[[ Records to use, beginning ]]
#[cfg(test)]
mod tests {
    use super::*;

    #[test]
    fn open_reading_bytes_window_bounds() {
        let data = [0u8; 16];
        let a = Accessor::open_reading_bytes(&data, 4, None).unwrap();
        assert_eq!(a.window_size(), 12);
        assert_eq!(a.root_window_offset(), 4);
        assert!(matches!(
            Accessor::open_reading_bytes(&data, 4, Some(13)),
            Err(Error::BeyondEnd)
        ));
        assert!(matches!(
            Accessor::open_reading_bytes(&data, 17, None),
            Err(Error::BeyondEnd)
        ));
    }

    #[test]
    fn sub_view_offsets_compose() {
        let data: Vec<u8> = (0..64).collect();
        let mut a = Accessor::open_reading_owned(data, 0, None).unwrap();
        a.seek(std::io::SeekFrom::Start(8)).unwrap();
        let mut b = a.sub_accessor_bytes(Some(16)).unwrap();
        assert_eq!(a.cursor(), 24);
        assert_eq!(b.window_offset(), 8);
        assert_eq!(b.root_window_offset(), 8);
        assert_eq!(b.window_size(), 16);
        assert_eq!(b.read_u8().unwrap(), 8);

        let c = b.sub_accessor_window(4, Some(4)).unwrap();
        assert_eq!(c.root_window_offset(), 12);
        // The explicit-window form does not move the cursor.
        assert_eq!(b.cursor(), 1);
    }

    #[test]
    fn sub_view_outlives_super() {
        let data: Vec<u8> = (0..32).collect();
        let mut a = Accessor::open_reading_owned(data, 0, None).unwrap();
        let mut b = a.sub_accessor_bytes(Some(8)).unwrap();
        drop(a);
        assert_eq!(b.read_u8().unwrap(), 0);
        assert_eq!(b.available_bytes(), 7);
    }

    #[test]
    fn sub_view_of_write_accessor_is_rejected() {
        let mut w = Accessor::open_writing_memory(0, 0).unwrap();
        assert!(matches!(
            w.sub_accessor_bytes(None),
            Err(Error::InvalidParameter)
        ));
    }

    #[test]
    fn sub_views_are_read_only() {
        let data = [1u8, 2, 3, 4];
        let mut a = Accessor::open_reading_bytes(&data, 0, None).unwrap();
        let mut b = a.sub_accessor_bytes(None).unwrap();
        assert!(matches!(b.write_u8(0), Err(Error::ReadOnly)));
    }

    #[test]
    fn swap_forces_read_only_pairing() {
        let data = [0u8; 8];
        let mut r = Accessor::open_reading_bytes(&data, 0, None).unwrap();
        let mut w = Accessor::open_writing_memory(0, 0).unwrap();
        w.write_u8(0xaa).unwrap();
        r.swap(&mut w);
        // Both handles are now read-only; the swapped-in buffer is visible.
        assert!(!r.is_write_enabled());
        assert!(!w.is_write_enabled());
        assert_eq!(r.window_size(), 1);
        assert!(matches!(w.write_u8(0), Err(Error::ReadOnly)));
        assert!(matches!(r.write_u8(0), Err(Error::ReadOnly)));
    }

    #[test]
    fn frozen_write_buffer_supports_sub_views() {
        // Declared before `w` so it outlives the accessor after the swap below.
        let data = [0u8; 1];
        let mut w = Accessor::open_writing_memory(0, 0).unwrap();
        for b in *b"abcd" {
            w.write_u8(b).unwrap();
        }
        let mut r = Accessor::open_reading_bytes(&data, 0, None).unwrap();
        r.swap(&mut w);
        // `r` now holds the built bytes, read-only.
        r.seek(std::io::SeekFrom::Start(0)).unwrap();
        let mut sub = r.sub_accessor_bytes(Some(4)).unwrap();
        let mut out = [0u8; 4];
        sub.read_bytes(&mut out).unwrap();
        assert_eq!(&out, b"abcd");
    }

    #[test]
    fn write_grows_window_and_read_back() {
        let mut w = Accessor::open_writing_memory(0, 0).unwrap();
        assert_eq!(w.window_size(), 0);
        w.write_u8(1).unwrap();
        w.write_u8(2).unwrap();
        assert_eq!(w.window_size(), 2);
        w.seek(std::io::SeekFrom::Start(0)).unwrap();
        assert_eq!(w.available_bytes(), 2);
        assert_eq!(w.read_u8().unwrap(), 1);
        assert_eq!(w.read_u8().unwrap(), 2);
    }
}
[[ Records to use, end ]]
== Work instructions ==
Please give an exact restatement of only the lines from the beginning of the material above to the line with "let c = b.sub_accessor_window(4, Some(4)).unwrap();", inclusive.

== Reply ==
#[cfg(test)]
mod tests {
    use super::*;

    #[test]
    fn open_reading_bytes_window_bounds() {
        let data = [0u8; 16];
        let a = Accessor::open_reading_bytes(&data, 4, None).unwrap();
        assert_eq!(a.window_size(), 12);
        assert_eq!(a.root_window_offset(), 4);
        assert!(matches!(
            Accessor::open_reading_bytes(&data, 4, Some(13)),
            Err(Error::BeyondEnd)
        ));
        assert!(matches!(
            Accessor::open_reading_bytes(&data, 17, None),
            Err(Error::BeyondEnd)
        ));
    }

    #[test]
    fn sub_view_offsets_compose() {
        let data: Vec<u8> = (0..64).collect();
        let mut a = Accessor::open_reading_owned(data, 0, None).unwrap();
        a.seek(std::io::SeekFrom::Start(8)).unwrap();
        let mut b = a.sub_accessor_bytes(Some(16)).unwrap();
        assert_eq!(a.cursor(), 24);
        assert_eq!(b.window_offset(), 8);
        assert_eq!(b.root_window_offset(), 8);
        assert_eq!(b.window_size(), 16);
        assert_eq!(b.read_u8().unwrap(), 8);

        let c = b.sub_accessor_window(4, Some(4)).unwrap();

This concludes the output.